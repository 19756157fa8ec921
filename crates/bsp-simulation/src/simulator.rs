//! Simulated acquisition device with realistic gapped recordings
//!
//! Each simulated acquisition produces one segment per channel, separated from
//! the next acquisition by a gap, the way a device writing one file per
//! session does.

use crate::signal_patterns::SignalPattern;
use bsp_core::{
    config_error, BiosignalKind, BiosignalSource, BspError, BspResult, Duration,
    PrecisionTimestamp, Segment, SourceOptions, Timeseries,
};
use rand::rngs::StdRng;
use rand::SeedableRng;
use rand_distr::{Distribution, Normal};
use serde::{Deserialize, Serialize};
use std::collections::{BTreeMap, HashMap};
use std::path::{Path, PathBuf};
use std::sync::Mutex;

/// 2000-01-01T00:00:00Z
const DEFAULT_START_SECS: u64 = 946_684_800;

/// Configuration for a simulated device
#[derive(Debug, Clone, PartialEq, Serialize, Deserialize)]
#[serde(default)]
pub struct SimulationConfig {
    /// Device identifier reported by the simulated device
    pub device_id: String,
    /// Sampling rate in Hz
    pub sampling_rate: f32,
    /// Raw device channel labels
    pub channels: Vec<String>,
    /// Number of acquisitions (segments per channel)
    pub segment_count: usize,
    /// Length of each acquisition in seconds
    pub segment_duration_secs: f64,
    /// Pause between acquisitions in seconds
    pub gap_secs: f64,
    /// Waveform; `None` uses the typical pattern of the requested kind
    pub pattern: Option<SignalPattern>,
    /// Gaussian noise standard deviation (0.0 = no noise)
    pub noise_std: f32,
    /// Random seed for reproducibility
    pub seed: Option<u64>,
    /// Start of the first acquisition
    pub start: PrecisionTimestamp,
}

impl Default for SimulationConfig {
    fn default() -> Self {
        Self {
            device_id: "SIM-0001".to_string(),
            sampling_rate: 100.0,
            channels: vec!["A1".to_string(), "A2".to_string()],
            segment_count: 3,
            segment_duration_secs: 10.0,
            gap_secs: 2.0,
            pattern: None,
            noise_std: 0.05,
            seed: Some(42),
            start: PrecisionTimestamp::from_secs(DEFAULT_START_SECS),
        }
    }
}

impl SimulationConfig {
    /// Validate configuration
    pub fn validate(&self) -> BspResult<()> {
        bsp_core::segment::validate_sampling_rate(self.sampling_rate)?;

        if self.channels.is_empty() {
            return Err(config_error!("Simulation needs at least one channel"));
        }

        if self.segment_count == 0 {
            return Err(config_error!("Segment count must be positive"));
        }

        if !(self.segment_duration_secs.is_finite() && self.segment_duration_secs > 0.0) {
            return Err(config_error!(
                "Segment duration must be positive, got {}",
                self.segment_duration_secs
            ));
        }

        // Consecutive segments of an ordered timeseries may not touch
        if !(self.gap_secs.is_finite() && self.gap_secs > 0.0) {
            return Err(config_error!("Gap must be positive, got {}", self.gap_secs));
        }

        if !(self.noise_std.is_finite() && self.noise_std >= 0.0) {
            return Err(config_error!("Noise level must be non-negative, got {}", self.noise_std));
        }

        self.start.validate()
    }

    /// Samples per acquisition
    pub fn samples_per_segment(&self) -> usize {
        (self.segment_duration_secs * self.sampling_rate as f64).round() as usize
    }

    /// Offset of acquisition `index` from the first start, in seconds
    fn segment_offset_secs(&self, index: usize) -> f64 {
        index as f64 * (self.segment_duration_secs + self.gap_secs)
    }
}

/// In-process device standing in for a recording back-end.
///
/// Reading a location that was previously written returns the written
/// channels; any other location is synthesized from the configuration.
#[derive(Debug)]
pub struct SimulatedSource {
    config: SimulationConfig,
    recordings: Mutex<HashMap<PathBuf, BTreeMap<String, Timeseries>>>,
}

impl SimulatedSource {
    pub const NAME: &'static str = "Simulated";

    /// Create new simulated source with configuration
    pub fn new(config: SimulationConfig) -> BspResult<Self> {
        config.validate()?;
        Ok(SimulatedSource {
            config,
            recordings: Mutex::new(HashMap::new()),
        })
    }

    pub fn config(&self) -> &SimulationConfig {
        &self.config
    }

    /// Synthesize one channel of `kind`
    pub fn generate_channel(&self, kind: BiosignalKind, channel_index: usize) -> BspResult<Timeseries> {
        let config = &self.config;
        let pattern = config.pattern.unwrap_or_else(|| SignalPattern::for_kind(kind));

        let mut rng = match config.seed {
            Some(seed) => StdRng::seed_from_u64(seed.wrapping_add(channel_index as u64)),
            None => StdRng::from_entropy(),
        };
        let noise = Normal::new(0.0, config.noise_std)
            .map_err(|e| self.failure(format!("Failed to create normal distribution: {}", e)))?;

        let samples_per_segment = config.samples_per_segment();
        let dt = 1.0 / config.sampling_rate as f64;
        let mut timeseries = Timeseries::new(config.sampling_rate, true)?;

        for index in 0..config.segment_count {
            let offset = config.segment_offset_secs(index);
            let start = config.start.add_duration(Duration::from_secs_f64(offset))?;

            let samples = (0..samples_per_segment)
                .map(|i| {
                    let time = (offset + i as f64 * dt) as f32;
                    pattern.value_at(time) + noise.sample(&mut rng)
                })
                .collect();

            timeseries.append(Segment::new(samples, start, config.sampling_rate)?)?;
        }

        Ok(timeseries)
    }

    fn failure(&self, reason: impl Into<String>) -> BspError {
        BspError::SourceError {
            source_name: Self::NAME.to_string(),
            reason: reason.into(),
        }
    }

    fn stored(&self, location: &Path) -> BspResult<Option<BTreeMap<String, Timeseries>>> {
        let recordings = self
            .recordings
            .lock()
            .map_err(|_| self.failure("recording store is poisoned"))?;
        Ok(recordings.get(location).cloned())
    }
}

impl BiosignalSource for SimulatedSource {
    fn name(&self) -> &str {
        Self::NAME
    }

    fn read(
        &self,
        location: &Path,
        kind: BiosignalKind,
        options: &SourceOptions,
    ) -> BspResult<BTreeMap<String, Timeseries>> {
        if let Some(channels) = self.stored(location)? {
            tracing::debug!(location = %location.display(), "reading stored recording");
            return Ok(channels);
        }

        if let Some(device_id) = &options.device_id {
            if device_id != &self.config.device_id {
                return Err(self.failure(format!("device {} not found", device_id)));
            }
        }

        let mut channels = BTreeMap::new();
        for (index, raw) in self.config.channels.iter().enumerate() {
            let label = options.channel_label(raw);
            let body_location = options
                .body_location(label)
                .or_else(|| options.body_location(raw));

            if !options.accepts_location(body_location) {
                tracing::debug!(channel = label, "skipping channel outside location filter");
                continue;
            }

            let name = match body_location {
                Some(body_location) => format!("{}_{}", label, body_location),
                None => label.to_string(),
            };
            if channels.contains_key(&name) {
                return Err(self.failure(format!("channel {} produced twice", name)));
            }

            channels.insert(name, self.generate_channel(kind, index)?);
        }

        if channels.is_empty() {
            return Err(self.failure(format!(
                "no {} channels at {}",
                kind.sensor_tag(),
                location.display()
            )));
        }

        tracing::info!(
            location = %location.display(),
            %kind,
            channels = channels.len(),
            segments = self.config.segment_count,
            "simulated recording"
        );
        Ok(channels)
    }

    fn write(&self, location: &Path, channels: &BTreeMap<String, Timeseries>) -> BspResult<()> {
        let mut recordings = self
            .recordings
            .lock()
            .map_err(|_| self.failure("recording store is poisoned"))?;
        recordings.insert(location.to_path_buf(), channels.clone());
        tracing::debug!(location = %location.display(), channels = channels.len(), "stored recording");
        Ok(())
    }
}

* * * * *

● Aim of the task
Each line of the material above that contains the string "BspError" adds one to the count; report the final count only.

● Task solution
3